- **Records supplied**:
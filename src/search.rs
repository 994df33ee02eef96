//! # Backward-Chaining Search
//!
//! The search starts from a goal condition and works backwards: every action
//! that could satisfy the goal is a branch, every unmet precondition of that
//! action is a sub-goal, and so on until each branch either bottoms out in
//! actions the agent can perform right now or runs into a condition nothing
//! can satisfy.
//!
//! All unmet preconditions of an action are satisfied jointly. The solutions
//! for each precondition are combined in declaration order and placed before
//! the action, so every chain the search returns can be replayed from the
//! starting state without a dangling precondition.
//!
//! There is no cycle detection. Recursion is cut at
//! [`PlannerConfig::max_search_depth`], and each cut is counted so callers can
//! tell a truncated search from a goal that is simply out of reach.

use crate::action::Action;
use crate::agent::AgentState;
use crate::condition::Condition;
use crate::config::PlannerConfig;
use crate::movement::Chain;
use crate::plan::Plan;
use crate::world::{Economy, PlanningContext, WorldView};
use crate::Result;

/// Domain knowledge of which actions can satisfy which condition.
///
/// The planner asks its repertoire for candidates instead of calling
/// [`Condition::candidate_actions`] directly, so callers can restrict or extend
/// what an agent knows how to do.
///
/// # Examples
///
/// ```
/// use goap_planner::{Action, Condition, PlanningContext, Repertoire, Result};
///
/// /// An agent too honest to steal.
/// struct Honest;
///
/// impl Repertoire for Honest {
///     fn candidate_actions(
///         &self,
///         condition: &Condition,
///         ctx: &PlanningContext<'_>,
///     ) -> Result<Vec<Action>> {
///         let mut actions = condition.candidate_actions(ctx)?;
///         actions.retain(|a| !matches!(a.name(), "steal_item" | "steal_money"));
///         Ok(actions)
///     }
/// }
/// ```
pub trait Repertoire {
    fn candidate_actions(
        &self,
        condition: &Condition,
        ctx: &PlanningContext<'_>,
    ) -> Result<Vec<Action>>;
}

/// Uses each condition's own candidate table.
#[derive(Debug, Clone, Copy, Default)]
pub struct DefaultRepertoire;

impl Repertoire for DefaultRepertoire {
    fn candidate_actions(
        &self,
        condition: &Condition,
        ctx: &PlanningContext<'_>,
    ) -> Result<Vec<Action>> {
        condition.candidate_actions(ctx)
    }
}

/// State of one top-level planning call.
pub(crate) struct BackwardSearch<'a> {
    repertoire: &'a dyn Repertoire,
    world: &'a dyn WorldView,
    economy: &'a dyn Economy,
    pub(crate) config: PlannerConfig,
    pub(crate) depth_limit_hits: usize,
}

impl<'a> BackwardSearch<'a> {
    pub(crate) fn new(
        repertoire: &'a dyn Repertoire,
        world: &'a dyn WorldView,
        economy: &'a dyn Economy,
        config: PlannerConfig,
    ) -> Self {
        Self {
            repertoire,
            world,
            economy,
            config,
            depth_limit_hits: 0,
        }
    }

    /// Finds every plan achieving `goal` for `agent`, adjusted for movement.
    ///
    /// `movement_depth` is the number of travel splices already made by the
    /// caller; top-level calls pass 0.
    pub(crate) fn search(
        &mut self,
        goal: &Condition,
        agent: &AgentState,
        movement_depth: usize,
    ) -> Result<Vec<Plan>> {
        if goal.is_satisfied(agent) {
            log::debug!("Goal '{}' already holds", goal);
            return Ok(vec![Plan::empty()]);
        }

        let chains = self.find_actions_leading_to_goal(goal, agent, 0)?;
        let mut plans = Vec::new();
        for chain in chains {
            self.adjust_for_movement(agent, Chain::new(chain), movement_depth, &mut plans)?;
        }
        Ok(plans)
    }

    /// Expands `goal` into every action chain that satisfies it, in execution
    /// order and discovery order.
    pub(crate) fn find_actions_leading_to_goal(
        &mut self,
        goal: &Condition,
        agent: &AgentState,
        depth: usize,
    ) -> Result<Vec<Vec<Action>>> {
        let ctx = PlanningContext::new(agent, self.world, self.economy);
        let candidates = self.repertoire.candidate_actions(goal, &ctx)?;
        if candidates.is_empty() {
            log::trace!("[depth {}] '{}' has no remedy", depth, goal);
            return Ok(Vec::new());
        }

        // only a condition that could have been expanded counts as a cut
        if depth >= self.config.max_search_depth {
            self.depth_limit_hits += 1;
            log::warn!(
                "Search depth limit {} reached while expanding '{}'",
                self.config.max_search_depth,
                goal
            );
            return Ok(Vec::new());
        }

        let mut chains = Vec::new();
        for action in candidates {
            let unmet = action.unmet_preconditions(agent);
            log::debug!(
                "[depth {}] '{}' via {} ({} unmet)",
                depth,
                goal,
                action,
                unmet.len()
            );

            let mut prefixes: Vec<Vec<Action>> = vec![Vec::new()];
            for condition in &unmet {
                log::trace!("[depth {}] {} needs '{}'", depth, action, condition);
                let solutions = self.find_actions_leading_to_goal(condition, agent, depth + 1)?;
                prefixes = combine(&prefixes, &solutions);
                if prefixes.is_empty() {
                    log::trace!("[depth {}] '{}' cannot be satisfied", depth, condition);
                    break;
                }
            }

            for mut chain in prefixes {
                chain.push(action.clone());
                chains.push(chain);
            }
        }

        Ok(chains)
    }
}

/// Every prefix followed by every solution.
fn combine(prefixes: &[Vec<Action>], solutions: &[Vec<Action>]) -> Vec<Vec<Action>> {
    prefixes
        .iter()
        .flat_map(|prefix| {
            solutions.iter().map(move |solution| {
                let mut chain = Vec::with_capacity(prefix.len() + solution.len());
                chain.extend(prefix.iter().cloned());
                chain.extend(solution.iter().cloned());
                chain
            })
        })
        .collect()
}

- **Exercise directions**: Only the count should be given: the number of lines in the entries above containing the word "BackwardSearch".

- **Reply to the exercise**: 2